*** Records ***

//! Phase status channel and background heartbeat
//!
//! The monitor publishes phase snapshots through a watch channel; the
//! display boundary (here, the log) observes them. Publishing never blocks
//! and requires no acknowledgment.

use crate::domain::types::Phase;
use tokio::sync::watch;
use tokio::time::{interval, Duration};
use tracing::info;

/// Create the phase channel, starting in `Monitoring`
pub fn create_status_channel() -> (StatusSender, watch::Receiver<Phase>) {
    let (tx, rx) = watch::channel(Phase::Monitoring);
    (StatusSender { tx }, rx)
}

/// Publishes phase transitions to the display boundary
pub struct StatusSender {
    tx: watch::Sender<Phase>,
}

impl StatusSender {
    /// Publish a phase change. Every transition is logged; countdown ticks
    /// log at debug to keep the info stream readable.
    pub fn set_phase(&self, phase: Phase) {
        match phase {
            Phase::Countdown(remaining) => {
                tracing::debug!(remaining = %remaining, "countdown_tick");
            }
            _ => {
                info!(phase = %phase, "phase_changed");
            }
        }
        // Receivers may all be gone during shutdown; nothing to do then
        let _ = self.tx.send(phase);
    }

    pub fn subscribe(&self) -> watch::Receiver<Phase> {
        self.tx.subscribe()
    }
}

/// Background heartbeat that periodically reports the current phase.
///
/// Runs independently of the monitor loop and never blocks it; the monitor
/// respawns the reporter if it is found not running.
pub struct StatusReporter {
    rx: watch::Receiver<Phase>,
    heartbeat: Duration,
}

impl StatusReporter {
    pub fn new(rx: watch::Receiver<Phase>, heartbeat_secs: u64) -> Self {
        Self { rx, heartbeat: Duration::from_secs(heartbeat_secs) }
    }

    pub async fn run(mut self, mut shutdown: watch::Receiver<bool>) {
        let mut tick = interval(self.heartbeat);

        loop {
            tokio::select! {
                _ = shutdown.changed() => {
                    if *shutdown.borrow() {
                        return;
                    }
                }
                _ = tick.tick() => {
                    let phase = *self.rx.borrow_and_update();
                    info!(phase = %phase, "status_heartbeat");
                }
            }
        }
    }
}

*** End of Records ***

• **Brief**
Print the line with "let phase = *self.rx.borrow_and_update();" and every line after it in the entries above, exactly as written. Leave out all other lines.

• **Answer to this task**
                    let phase = *self.rx.borrow_and_update();
                    info!(phase = %phase, "status_heartbeat");
                }
            }
        }
    }
}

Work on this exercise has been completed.